[[ SOURCE MATERIAL open ]]

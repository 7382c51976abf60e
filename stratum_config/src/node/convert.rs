//! Conversions between [`Node`] trees and `serde_json` values.

use serde_json::{Map, Number, Value};

use super::{Annotated, Node, NodeMeta};

const VALUE_KEY: &str = "value";
const META_KEY: &str = "meta";

impl From<&Value> for Node {
    /// Objects shaped `{"value": .., "meta": {..}?}` become annotated nodes;
    /// everything else maps onto the matching plain variant.
    fn from(value: &Value) -> Self {
        match value {
            Value::Null => Self::Null,
            Value::Bool(b) => Self::Bool(*b),
            Value::Number(n) => n
                .as_i64()
                .map_or_else(|| Self::Float(n.as_f64().unwrap_or_default()), Self::Int),
            Value::String(s) => Self::String(s.clone()),
            Value::Array(items) => Self::Array(items.iter().map(Self::from).collect()),
            Value::Object(map) => as_wrapper(map).unwrap_or_else(|| {
                Self::Object(
                    map.iter()
                        .map(|(key, child)| (key.clone(), Self::from(child)))
                        .collect(),
                )
            }),
        }
    }
}

impl From<Value> for Node {
    fn from(value: Value) -> Self {
        Self::from(&value)
    }
}

fn as_wrapper(map: &Map<String, Value>) -> Option<Node> {
    let value = map.get(VALUE_KEY)?;
    if map.keys().any(|key| key != VALUE_KEY && key != META_KEY) {
        return None;
    }
    let meta = match map.get(META_KEY) {
        None | Some(Value::Null) => None,
        Some(raw @ Value::Object(_)) => Some(serde_json::from_value::<NodeMeta>(raw.clone()).ok()?),
        Some(_) => return None,
    };
    Some(Node::annotated(Node::from(value), meta))
}

impl From<&Node> for Value {
    /// Annotated form: wrappers are kept as `{"value", "meta"}` objects.
    fn from(node: &Node) -> Self {
        match node {
            Node::Null => Self::Null,
            Node::Bool(b) => Self::Bool(*b),
            Node::Int(i) => Self::Number((*i).into()),
            Node::Float(f) => Number::from_f64(*f).map_or(Self::Null, Self::Number),
            Node::String(s) => Self::String(s.clone()),
            Node::Array(items) => Self::Array(items.iter().map(Self::from).collect()),
            Node::Object(map) => Self::Object(
                map.iter()
                    .map(|(key, child)| (key.clone(), Self::from(child)))
                    .collect(),
            ),
            Node::Annotated(inner) => annotated_to_json(inner),
        }
    }
}

fn annotated_to_json(inner: &Annotated) -> Value {
    let mut map = Map::new();
    map.insert(VALUE_KEY.to_owned(), Value::from(&inner.value));
    if let Some(meta) = inner.meta.as_ref().filter(|meta| !meta.is_empty()) {
        if let Ok(encoded) = serde_json::to_value(meta) {
            map.insert(META_KEY.to_owned(), encoded);
        }
    }
    Value::Object(map)
}

/// Produces the plain JSON form of `node` used in persisted user files.
///
/// Annotation wrappers collapse to their inner value and objects drop a
/// `meta` entry holding presentation metadata (`title`, `description`,
/// `widget`), so no presentation bookkeeping reaches disk. A `meta` key of
/// any other shape is ordinary data and is kept.
///
/// # Examples
///
/// ```
/// use serde_json::json;
/// use stratum_config::{Node, strip_annotations};
///
/// let tree = Node::from(json!({
///     "level": {"value": "info", "meta": {"title": "log.level"}},
///     "toggle": {"bindings": [], "meta": {"title": "toggle"}},
///     "profile": {"meta": "kept"}
/// }));
/// assert_eq!(
///     strip_annotations(&tree),
///     json!({"level": "info", "toggle": {"bindings": []}, "profile": {"meta": "kept"}})
/// );
/// ```
#[must_use]
pub fn strip_annotations(node: &Node) -> Value {
    match node {
        Node::Annotated(inner) => strip_annotations(&inner.value),
        Node::Array(items) => Value::Array(items.iter().map(strip_annotations).collect()),
        Node::Object(map) => Value::Object(
            map.iter()
                .filter(|(key, child)| !is_meta_block(key, child))
                .map(|(key, child)| (key.clone(), strip_annotations(child)))
                .collect(),
        ),
        scalar => Value::from(scalar),
    }
}

fn is_meta_block(key: &str, child: &Node) -> bool {
    key == META_KEY
        && matches!(child, Node::Object(_))
        && serde_json::from_value::<NodeMeta>(Value::from(child)).is_ok()
}
//! Shorthand builders for [`StratumError`] values.

use std::sync::Arc;

use camino::Utf8Path;

use super::{AggregatedErrors, StratumError};

impl StratumError {
    /// Folds a batch of errors into one value.
    ///
    /// An empty batch yields `None`. A single error is returned as-is when
    /// nothing else holds its [`Arc`]; otherwise every error, even a lone
    /// shared one, lands in [`Self::Aggregate`].
    #[must_use]
    pub fn try_aggregate<I, E>(errors: I) -> Option<Self>
    where
        I: IntoIterator<Item = E>,
        E: Into<Arc<Self>>,
    {
        let mut batch: Vec<Arc<Self>> = errors.into_iter().map(Into::into).collect();
        match batch.len() {
            0 => None,
            1 => batch.pop().map(|only| {
                Arc::try_unwrap(only).unwrap_or_else(|shared| Self::batch(vec![shared]))
            }),
            _ => Some(Self::batch(batch)),
        }
    }

    /// Like [`Self::try_aggregate`] for batches known to be non-empty.
    ///
    /// # Panics
    ///
    /// Panics when `errors` yields nothing.
    #[must_use]
    #[track_caller]
    pub fn aggregate<I, E>(errors: I) -> Self
    where
        I: IntoIterator<Item = E>,
        E: Into<Arc<Self>>,
    {
        let Some(error) = Self::try_aggregate(errors) else {
            panic!("cannot aggregate an empty error batch");
        };
        error
    }

    fn batch(errors: Vec<Arc<Self>>) -> Self {
        Self::Aggregate(Box::new(AggregatedErrors::new(errors)))
    }

    /// I/O failure on the file at `path`.
    #[must_use]
    pub fn file(path: &Utf8Path, source: std::io::Error) -> Arc<Self> {
        Arc::new(Self::File {
            path: path.to_path_buf(),
            source,
        })
    }

    /// `path` exists but does not hold valid JSON.
    #[must_use]
    pub fn parse(path: &Utf8Path, source: serde_json::Error) -> Arc<Self> {
        Arc::new(Self::Parse {
            path: path.to_path_buf(),
            source,
        })
    }

    /// Rejected configuration path text.
    ///
    /// # Examples
    ///
    /// ```
    /// use stratum_config::StratumError;
    /// let e = StratumError::invalid_path("keybinds.", "empty segment");
    /// assert!(matches!(&*e, StratumError::InvalidPath { .. }));
    /// ```
    #[must_use]
    pub fn invalid_path(path: impl Into<String>, reason: impl Into<String>) -> Arc<Self> {
        Arc::new(Self::InvalidPath {
            path: path.into(),
            reason: reason.into(),
        })
    }

    /// Binding entry that names no usable input.
    #[must_use]
    pub fn invalid_binding(message: impl Into<String>) -> Arc<Self> {
        Arc::new(Self::InvalidBinding {
            message: message.into(),
        })
    }
}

[[ SOURCE MATERIAL closed ]]

### WHAT THE EXERCISE ASKS
Within the material above, find every line containing the word "AggregatedErrors" and copy it.

### RESPONSE TO THE EXERCISE
use super::{AggregatedErrors, StratumError};
        Self::Aggregate(Box::new(AggregatedErrors::new(errors)))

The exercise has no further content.